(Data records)

*** Begin section ***

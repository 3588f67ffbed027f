//! Block render pipeline.
//!
//! Renders parsed blocks bottom-up, records every rendered block in a
//! [`BlockTree`], and runs exactly one directive pass per top-level render
//! over the root block's assembled HTML.
//!
//! # Eligibility
//!
//! The output of every nested block is fenced with boundary markers (see
//! [`wpi_directives::BoundaryKey`]) telling the directive pass whether its
//! block type supports interactivity. Each top-level render uses a fresh
//! key, so markers that appear in block content are never mistaken for the
//! renderer's own. Blocks rendered manually from inside a parent's render
//! callback through [`InnerBlock::render`] are fenced as inert, so
//! directives in their output are never evaluated.

use std::cell::{Ref, RefCell};

use wpi_directives::{BlockInfo, BoundaryKey, DirectiveProcessor, Eligibility, ProcessorConfig};
use wpi_store::Store;

use crate::parser::{ContentPiece, ParsedBlock, parse_blocks};
use crate::registry::{BlockAttributes, BlockRegistry};
use crate::root::RootTracker;
use crate::tree::{BlockId, BlockTree};

/// Renders block markup and runs directive passes over root blocks.
///
/// # Example
///
/// ```
/// use wpi_blocks::{BlockRegistry, BlockRenderer, BlockType};
/// use wpi_store::Store;
///
/// let registry = BlockRegistry::new().with(
///     BlockType::new("test/greeting")
///         .with_interactivity(true)
///         .with_render(|_, _, _| {
///             r#"<p data-wp-context='{"who": "world"}' data-wp-bind--title="context.who">Hi</p>"#.to_owned()
///         }),
/// );
/// let store = Store::new();
/// let renderer = BlockRenderer::new(registry).with_store(&store);
///
/// let html = renderer.render_blocks("<!-- wp:test/greeting /-->");
/// assert!(html.contains(r#"title="world""#));
/// ```
pub struct BlockRenderer<'s> {
    registry: BlockRegistry,
    store: &'s Store,
    config: ProcessorConfig,
    tracker: RootTracker,
    tree: RefCell<BlockTree>,
    warnings: RefCell<Vec<String>>,
}

impl BlockRenderer<'static> {
    /// Create a renderer reading the process-wide store.
    #[must_use]
    pub fn new(registry: BlockRegistry) -> Self {
        Self {
            registry,
            store: Store::global(),
            config: ProcessorConfig::default(),
            tracker: RootTracker::new(),
            tree: RefCell::new(BlockTree::new()),
            warnings: RefCell::new(Vec::new()),
        }
    }
}

impl<'s> BlockRenderer<'s> {
    /// Read `state` from `store` instead.
    #[must_use]
    pub fn with_store<'t>(self, store: &'t Store) -> BlockRenderer<'t> {
        BlockRenderer {
            registry: self.registry,
            store,
            config: self.config,
            tracker: self.tracker,
            tree: self.tree,
            warnings: self.warnings,
        }
    }

    /// Set the directive processor configuration.
    #[must_use]
    pub fn with_config(mut self, config: ProcessorConfig) -> Self {
        self.config = config;
        self
    }

    #[must_use]
    pub fn registry(&self) -> &BlockRegistry {
        &self.registry
    }

    #[must_use]
    pub fn root_tracker(&self) -> &RootTracker {
        &self.tracker
    }

    /// Descriptors of every block rendered since the last
    /// [`render_blocks`](Self::render_blocks) call began.
    ///
    /// # Panics
    ///
    /// Panics if called from inside a render callback while the tree is
    /// being updated, which the renderer never does.
    #[must_use]
    pub fn tree(&self) -> Ref<'_, BlockTree> {
        self.tree.borrow()
    }

    /// Warnings from the directive passes run since the last
    /// [`render_blocks`](Self::render_blocks) call began.
    #[must_use]
    pub fn warnings(&self) -> Vec<String> {
        self.warnings.borrow().clone()
    }

    /// Parse and render a document of serialized blocks.
    ///
    /// Starts a fresh [`tree`](Self::tree) and [`warnings`](Self::warnings)
    /// list, so a long-lived renderer only keeps the latest document's.
    #[must_use]
    pub fn render_blocks(&self, document: &str) -> String {
        *self.tree.borrow_mut() = BlockTree::new();
        self.warnings.borrow_mut().clear();
        parse_blocks(document)
            .iter()
            .map(|block| self.render_block(block))
            .collect()
    }

    /// Render one top-level block.
    #[must_use]
    pub fn render_block(&self, block: &ParsedBlock) -> String {
        self.render_in_tree(block, None, &BoundaryKey::generate())
    }

    fn render_in_tree(
        &self,
        block: &ParsedBlock,
        parent: Option<BlockId>,
        key: &BoundaryKey,
    ) -> String {
        let Some(name) = block.name.as_deref() else {
            return block.inner_html();
        };
        let block_type = self.registry.get(name);
        let supports = block_type.is_some_and(|t| t.supports_interactivity());
        let id = self.tree.borrow_mut().add(name, supports, parent);

        let guard = if parent.is_none() {
            self.tracker.acquire(&self.tree.borrow(), id)
        } else {
            None
        };
        if guard.is_some() {
            tracing::debug!(block = name, id = id.index(), "Acquired root block");
        }

        let mut content = String::new();
        for piece in &block.inner_content {
            match piece {
                ContentPiece::Html(html) => content.push_str(html),
                ContentPiece::Block(index) => {
                    if let Some(inner) = block.inner_blocks.get(*index) {
                        content.push_str(&self.render_in_tree(inner, Some(id), key));
                    }
                }
            }
        }

        let handle = BlockHandle {
            renderer: self,
            block,
            id,
            key,
        };
        let html = match block_type.and_then(|t| t.render_fn()) {
            Some(render) => render(&block.attributes, &content, &handle),
            None => content,
        };

        if parent.is_some() {
            return key.fence(&html, Eligibility::from_support(supports));
        }
        match guard {
            Some(_guard) => self.process_root(&html, id, key),
            None => html,
        }
    }

    /// Run the single directive pass over a root block's output.
    fn process_root(&self, html: &str, id: BlockId, key: &BoundaryKey) -> String {
        let tree = self.tree.borrow();
        let Some(root) = tree.get(id) else {
            return html.to_owned();
        };
        let config = self.config.clone().with_boundary_key(key.clone());
        let mut processor = DirectiveProcessor::with_config(self.store.snapshot(), config);
        let processed = processor.process(html, root);
        self.warnings
            .borrow_mut()
            .extend(processor.warnings().iter().cloned());
        tracing::debug!(block = root.name(), id = id.index(), "Released root block");
        processed
    }
}

/// Rendering entry point available to render callbacks.
trait InnerRender {
    fn render_manually(&self, block: &ParsedBlock, parent: BlockId, key: &BoundaryKey) -> String;
    fn current_root(&self) -> Option<BlockId>;
}

impl InnerRender for BlockRenderer<'_> {
    fn render_manually(&self, block: &ParsedBlock, parent: BlockId, key: &BoundaryKey) -> String {
        key.fence(&self.render_in_tree(block, Some(parent), key), Eligibility::Inert)
    }

    fn current_root(&self) -> Option<BlockId> {
        self.tracker.current()
    }
}

/// The block being rendered, as seen by its render callback.
pub struct BlockHandle<'r> {
    renderer: &'r dyn InnerRender,
    block: &'r ParsedBlock,
    id: BlockId,
    key: &'r BoundaryKey,
}

impl<'r> BlockHandle<'r> {
    #[must_use]
    pub fn id(&self) -> BlockId {
        self.id
    }

    #[must_use]
    pub fn name(&self) -> Option<&'r str> {
        self.block.name.as_deref()
    }

    #[must_use]
    pub fn attributes(&self) -> &'r BlockAttributes {
        &self.block.attributes
    }

    /// Root block of the render cycle in flight.
    #[must_use]
    pub fn root(&self) -> Option<BlockId> {
        self.renderer.current_root()
    }

    /// Inner blocks, for callbacks that render them by hand.
    #[must_use]
    pub fn inner_blocks(&self) -> Vec<InnerBlock<'r>> {
        self.block
            .inner_blocks
            .iter()
            .map(|block| InnerBlock {
                renderer: self.renderer,
                block,
                parent: self.id,
                key: self.key,
            })
            .collect()
    }
}

/// An inner block rendered outside the standard pipeline.
pub struct InnerBlock<'r> {
    renderer: &'r dyn InnerRender,
    block: &'r ParsedBlock,
    parent: BlockId,
    key: &'r BoundaryKey,
}

impl<'r> InnerBlock<'r> {
    #[must_use]
    pub fn name(&self) -> Option<&'r str> {
        self.block.name.as_deref()
    }

    /// Render the block and its descendants.
    ///
    /// The output is inert to the directive pass.
    #[must_use]
    pub fn render(&self) -> String {
        self.renderer.render_manually(self.block, self.parent, self.key)
    }
}

#[cfg(test)]
mod tests {
    use pretty_assertions::assert_eq;

    use super::*;
    use crate::registry::BlockType;

    fn renderer(registry: BlockRegistry, store: &Store) -> BlockRenderer<'_> {
        BlockRenderer::new(registry).with_store(store)
    }

    #[test]
    fn test_unregistered_blocks_render_content() {
        let store = Store::new();
        let renderer = renderer(BlockRegistry::new(), &store);
        let html = renderer.render_blocks(
            "<p>intro</p><!-- wp:paragraph --><p>Welcome</p><!-- /wp:paragraph -->",
        );
        assert_eq!(html, "<p>intro</p><p>Welcome</p>");
    }

    #[test]
    fn test_boundaries_do_not_leak_into_output() {
        let store = Store::new();
        let renderer = renderer(BlockRegistry::new(), &store);
        let html = renderer.render_blocks(
            r#"<!-- wp:group --><div><!-- wp:paragraph --><p>a</p><!-- /wp:paragraph --></div><!-- /wp:group -->"#,
        );
        assert_eq!(html, "<div><p>a</p></div>");
    }

    #[test]
    fn test_tree_records_rendered_blocks() {
        let store = Store::new();
        let renderer = renderer(BlockRegistry::new(), &store);
        let _ = renderer.render_blocks(
            "<!-- wp:group --><!-- wp:paragraph /--><!-- wp:paragraph /--><!-- /wp:group --><!-- wp:paragraph /-->",
        );

        let tree = renderer.tree();
        let roots: Vec<BlockId> = tree.roots().collect();
        assert_eq!(roots.len(), 2);
        assert_eq!(tree.get(roots[0]).unwrap().children().len(), 2);
        assert_eq!(tree.get(roots[0]).unwrap().name(), "core/group");
    }

    #[test]
    fn test_each_document_starts_a_fresh_tree_and_warnings() {
        let store = Store::new();
        let registry = BlockRegistry::new().with(
            BlockType::new("test/broken")
                .with_interactivity(true)
                .with_render(|_, _, _| "<div data-wp-context='{ oops'></div>".to_owned()),
        );
        let renderer = renderer(registry, &store);

        let _ = renderer.render_blocks("<!-- wp:test/broken /--><!-- wp:test/broken /-->");
        assert_eq!(renderer.tree().len(), 2);
        assert_eq!(renderer.warnings().len(), 2);

        let _ = renderer.render_blocks("<!-- wp:test/broken /-->");
        assert_eq!(renderer.tree().len(), 1);
        assert_eq!(renderer.warnings().len(), 1);

        let _ = renderer.render_blocks("<!-- wp:paragraph /-->");
        assert_eq!(renderer.tree().len(), 1);
        assert!(renderer.warnings().is_empty());
    }

    #[test]
    fn test_root_is_held_during_render_and_released_after() {
        let store = Store::new();
        let registry = BlockRegistry::new().with(BlockType::new("test/probe").with_render(
            |_, _, block| match block.root() {
                Some(root) if root == block.id() => "root".to_owned(),
                Some(_) => "nested".to_owned(),
                None => "none".to_owned(),
            },
        ));
        let renderer = renderer(registry, &store);

        assert_eq!(
            renderer.render_blocks("<!-- wp:test/probe /--><!-- wp:test/probe /-->"),
            "rootroot"
        );
        assert!(!renderer.root_tracker().is_held());
    }

    #[test]
    fn test_children_see_the_root_in_flight() {
        let store = Store::new();
        let registry = BlockRegistry::new()
            .with(BlockType::new("test/probe").with_render(|_, _, block| {
                format!("[{}]", block.root().map(BlockId::index).unwrap_or(usize::MAX))
            }))
            .with(BlockType::new("test/outer").with_render(|_, content, _| {
                format!("<div>{content}</div>")
            }));
        let renderer = renderer(registry, &store);

        let html = renderer.render_blocks("<!-- wp:test/outer --><!-- wp:test/probe /--><!-- /wp:test/outer -->");
        assert_eq!(html, "<div>[0]</div>");
    }

    #[test]
    fn test_manual_inner_render_is_inert() {
        let store = Store::new();
        let registry = BlockRegistry::new()
            .with(
                BlockType::new("test/manual")
                    .with_interactivity(true)
                    .with_render(|_, _, block| {
                        let inner: String =
                            block.inner_blocks().iter().map(InnerBlock::render).collect();
                        format!(r#"<div data-wp-context='{{"v": "x"}}'>{inner}</div>"#)
                    }),
            )
            .with(
                BlockType::new("test/input")
                    .with_interactivity(true)
                    .with_render(|_, _, _| {
                        r#"<input data-wp-bind--value="context.v">"#.to_owned()
                    }),
            );
        let renderer = renderer(registry, &store);

        let html = renderer.render_blocks("<!-- wp:test/manual --><!-- wp:test/input /--><!-- /wp:test/manual -->");
        assert_eq!(
            html,
            r#"<div data-wp-context='{"v": "x"}'><input data-wp-bind--value="context.v"></div>"#
        );
    }
}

*** End section ***

▶ **Requirement**: The required output is every line above from the one with "pub fn warnings(&self)" down to the one with "if let Some(inner)", restated word for word, ends included.

▶ **Response box**:
    pub fn warnings(&self) -> Vec<String> {
        self.warnings.borrow().clone()
    }

    /// Parse and render a document of serialized blocks.
    ///
    /// Starts a fresh [`tree`](Self::tree) and [`warnings`](Self::warnings)
    /// list, so a long-lived renderer only keeps the latest document's.
    #[must_use]
    pub fn render_blocks(&self, document: &str) -> String {
        *self.tree.borrow_mut() = BlockTree::new();
        self.warnings.borrow_mut().clear();
        parse_blocks(document)
            .iter()
            .map(|block| self.render_block(block))
            .collect()
    }

    /// Render one top-level block.
    #[must_use]
    pub fn render_block(&self, block: &ParsedBlock) -> String {
        self.render_in_tree(block, None, &BoundaryKey::generate())
    }

    fn render_in_tree(
        &self,
        block: &ParsedBlock,
        parent: Option<BlockId>,
        key: &BoundaryKey,
    ) -> String {
        let Some(name) = block.name.as_deref() else {
            return block.inner_html();
        };
        let block_type = self.registry.get(name);
        let supports = block_type.is_some_and(|t| t.supports_interactivity());
        let id = self.tree.borrow_mut().add(name, supports, parent);

        let guard = if parent.is_none() {
            self.tracker.acquire(&self.tree.borrow(), id)
        } else {
            None
        };
        if guard.is_some() {
            tracing::debug!(block = name, id = id.index(), "Acquired root block");
        }

        let mut content = String::new();
        for piece in &block.inner_content {
            match piece {
                ContentPiece::Html(html) => content.push_str(html),
                ContentPiece::Block(index) => {
                    if let Some(inner) = block.inner_blocks.get(*index) {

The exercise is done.